▶ What this task involves:
Which lines of the records contain the word "usize"? Copy each one.

▶ Dataset content:
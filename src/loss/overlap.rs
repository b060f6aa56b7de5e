//! Overlap ratios between the target silhouette and the rendered body.

pub use super::*;

use crate::{evidence::RenderOutput, function::TensorFloatExtension};

/// Per-sample overlap between the target mask and the rendered evidence.
#[derive(Clone, Debug)]
pub struct Overlap<B: Backend> {
    /// `Σ(mask_target ∧ rendered_foreground) / Σ rendered_foreground`
    ///
    /// `[N]`, `0.0` for an empty rendered foreground.
    pub body_overlap: Tensor<B, 1>,
    /// `Σ|mask_rendered - mask_target| / Σ mask_target`
    ///
    /// `[N]`, `0.0` for an empty target mask.
    pub cloth_overlap: Tensor<B, 1>,
    /// `|mask_rendered - mask_target|` (front | back)
    ///
    /// `[N, H, 2W]`
    pub mask_difference: Tensor<B, 3>,
    /// `mask_target * rendered_foreground` (front | back)
    ///
    /// `[N, H, 2W]`
    pub mask_valid: Tensor<B, 3>,
    pub flags: OverlapFlags<B>,
}

/// Per-sample confidence flags.
#[derive(Clone, Debug)]
pub struct OverlapFlags<B: Backend> {
    /// Low agreement with the rendered foreground, i.e., heavy occlusion
    /// or out-of-frame bodies.
    ///
    /// `[N]`
    pub body: Tensor<B, 1, Bool>,
    /// High disagreement between the masks, i.e., loose clothing.
    ///
    /// `[N]`
    pub cloth: Tensor<B, 1, Bool>,
}

impl<B: Backend> Overlap<B> {
    /// Computing the overlap of the rendered evidence.
    ///
    /// ## Details
    ///
    /// The rendered foreground is where the rendered normal map differs from
    /// the background value sampled at the corner `[0, 0]` of the first front
    /// normal map. It is used instead of the rendered masks since those may
    /// be dilated by the silhouette renderer.
    ///
    /// The outputs are not differentiable.
    pub fn evaluate(
        rendered: &RenderOutput<B>,
        mask_target: Tensor<B, 3>,
        cloth_overlap_threshold: f64,
        body_overlap_threshold: f64,
    ) -> Self {
        let [n, h, w] = mask_target.dims();

        // [N, H, 2W]
        let mask_rendered = Tensor::cat(
            vec![
                rendered.mask_front.to_owned().detach(),
                rendered.mask_back.to_owned().detach(),
            ],
            2,
        );
        let mask_target =
            Tensor::cat(vec![mask_target.to_owned(), mask_target], 2).detach();
        let mask_difference = (mask_rendered - mask_target.to_owned()).abs();

        let cloth_overlap = mask_difference
            .to_owned()
            .sum_per_sample()
            .div_or(mask_target.to_owned().sum_per_sample(), 0.0);

        let background = rendered
            .normal_front
            .to_owned()
            .detach()
            .slice([0..1, 0..1, 0..1, 0..1])
            .into_scalar();
        let foreground = |normal: &Tensor<B, 4>| {
            normal
                .to_owned()
                .detach()
                .slice([0..n, 0..1, 0..h, 0..w])
                .reshape([n, h, w])
                .equal_elem(background)
                .bool_not()
                .float()
        };
        // [N, H, 2W]
        let foreground = Tensor::cat(
            vec![
                foreground(&rendered.normal_front),
                foreground(&rendered.normal_back),
            ],
            2,
        );
        let mask_valid = mask_target * foreground.to_owned();

        let foreground_size = foreground.sum_per_sample();
        let body_overlap = mask_valid
            .to_owned()
            .sum_per_sample()
            .div_or(foreground_size.to_owned(), 0.0);

        // An empty rendered foreground is fully occluded at any threshold.
        let is_empty = foreground_size.equal_elem(0.0);
        let flags = OverlapFlags {
            body: body_overlap
                .to_owned()
                .lower_elem(body_overlap_threshold)
                .float()
                .add(is_empty.float())
                .greater_elem(0.0),
            cloth: cloth_overlap.to_owned().greater_elem(cloth_overlap_threshold),
        };

        Self {
            body_overlap,
            cloth_overlap,
            mask_difference,
            mask_valid,
            flags,
        }
    }
}

impl<B: Backend> OverlapFlags<B> {
    /// Copying the flags to the host as `(cloth, body)`.
    pub fn to_host(&self) -> Result<(Vec<bool>, Vec<bool>), Error> {
        let to_flags = |flags: &Tensor<B, 1, Bool>| -> Result<Vec<bool>, Error> {
            Ok(to_host(flags.to_owned().float())?
                .into_iter()
                .map(|flag| flag > 0.5)
                .collect())
        };
        Ok((to_flags(&self.cloth)?, to_flags(&self.body)?))
    }
}

#[cfg(test)]
pub(crate) mod tests {
    use super::*;
    use burn::backend::NdArray;

    type B = NdArray<f32>;

    /// A rendered square of `size` pixels at the top-left of an empty
    /// `[H, W]` canvas, with background normals `-1.0`.
    pub(crate) fn rendered_square(
        body_count: usize,
        image_size: [usize; 2],
        size: usize,
        device: &<B as Backend>::Device,
    ) -> RenderOutput<B> {
        let [h, w] = image_size;
        let mut mask = Tensor::<B, 3>::zeros([body_count, h, w], device);
        if size > 0 {
            mask = mask.slice_assign(
                [0..body_count, 1..1 + size, 1..1 + size],
                Tensor::ones([body_count, size, size], device),
            );
        }
        let normal = mask
            .to_owned()
            .mul_scalar(2.0)
            .sub_scalar(1.0)
            .unsqueeze_dim::<4>(1)
            .expand([body_count, 3, h, w]);
        RenderOutput {
            mask_back: mask.to_owned(),
            mask_front: mask,
            normal_back: normal.to_owned(),
            normal_front: normal,
        }
    }

    fn cat_rendered(
        lhs: RenderOutput<B>,
        rhs: RenderOutput<B>,
    ) -> RenderOutput<B> {
        RenderOutput {
            mask_back: Tensor::cat(vec![lhs.mask_back, rhs.mask_back], 0),
            mask_front: Tensor::cat(vec![lhs.mask_front, rhs.mask_front], 0),
            normal_back: Tensor::cat(vec![lhs.normal_back, rhs.normal_back], 0),
            normal_front: Tensor::cat(vec![lhs.normal_front, rhs.normal_front], 0),
        }
    }

    #[test]
    fn evaluate_perfect_match() {
        let device = Default::default();
        let rendered = rendered_square(1, [8, 8], 4, &device);
        let mask_target = rendered.mask_front.to_owned();

        let overlap = Overlap::evaluate(&rendered, mask_target, 0.5, 0.98);

        overlap.cloth_overlap.into_data().assert_approx_eq(
            &Tensor::<B, 1>::from_floats([0.0], &device).into_data(),
            6,
        );
        overlap.body_overlap.into_data().assert_approx_eq(
            &Tensor::<B, 1>::from_floats([1.0], &device).into_data(),
            6,
        );
        let (cloth, body) = overlap.flags.to_host().unwrap();
        assert_eq!(cloth, vec![false]);
        assert_eq!(body, vec![false]);
    }

    #[test]
    fn evaluate_loose_clothing() {
        let device = Default::default();
        // The target silhouette is 4 times larger than the body.
        let rendered = rendered_square(1, [8, 8], 2, &device);
        let mask_target = rendered_square(1, [8, 8], 4, &device).mask_front;

        let overlap = Overlap::evaluate(&rendered, mask_target, 0.5, 0.98);

        // (12 + 12) / (16 + 16)
        overlap.cloth_overlap.into_data().assert_approx_eq(
            &Tensor::<B, 1>::from_floats([0.75], &device).into_data(),
            6,
        );
        overlap.body_overlap.into_data().assert_approx_eq(
            &Tensor::<B, 1>::from_floats([1.0], &device).into_data(),
            6,
        );
        let (cloth, body) = overlap.flags.to_host().unwrap();
        assert_eq!(cloth, vec![true]);
        assert_eq!(body, vec![false]);
    }

    #[test]
    fn evaluate_empty_render_is_occluded() {
        let device = Default::default();
        // Every pixel equals the background value.
        let rendered = rendered_square(2, [8, 8], 0, &device);
        let mask_target = rendered_square(2, [8, 8], 4, &device).mask_front;

        let overlap = Overlap::evaluate(&rendered, mask_target, 0.5, 0.98);

        let body_overlap = to_host(overlap.body_overlap).unwrap();
        let cloth_overlap = to_host(overlap.cloth_overlap).unwrap();
        assert!(body_overlap.iter().chain(&cloth_overlap).all(|v| v.is_finite()));
        assert_eq!(body_overlap, vec![0.0, 0.0]);
        let (_, body) = overlap.flags.to_host().unwrap();
        assert_eq!(body, vec![true, true]);
    }

    #[test]
    fn evaluate_empty_render_at_zero_threshold() {
        let device = Default::default();
        let rendered = cat_rendered(
            rendered_square(1, [8, 8], 0, &device),
            rendered_square(1, [8, 8], 3, &device),
        );
        // The second body covers no target pixel, so its overlap is 0 as well.
        let mask_target = Tensor::cat(
            vec![
                rendered_square(1, [8, 8], 4, &device).mask_front,
                Tensor::zeros([1, 8, 8], &device),
            ],
            0,
        );

        let overlap = Overlap::evaluate(&rendered, mask_target, 0.5, 0.0);

        assert_eq!(to_host(overlap.body_overlap).unwrap(), vec![0.0, 0.0]);
        let (_, body) = overlap.flags.to_host().unwrap();
        assert_eq!(body, vec![true, false]);
    }

    #[test]
    fn evaluate_empty_target_is_finite() {
        let device = Default::default();
        let rendered = rendered_square(1, [8, 8], 3, &device);
        let mask_target = Tensor::<B, 3>::zeros([1, 8, 8], &device);

        let overlap = Overlap::evaluate(&rendered, mask_target, 0.5, 0.98);

        assert_eq!(to_host(overlap.cloth_overlap).unwrap(), vec![0.0]);
        assert_eq!(to_host(overlap.body_overlap).unwrap(), vec![0.0]);
    }
}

▶ Exercise output:
        body_count: usize,
        image_size: [usize; 2],
        size: usize,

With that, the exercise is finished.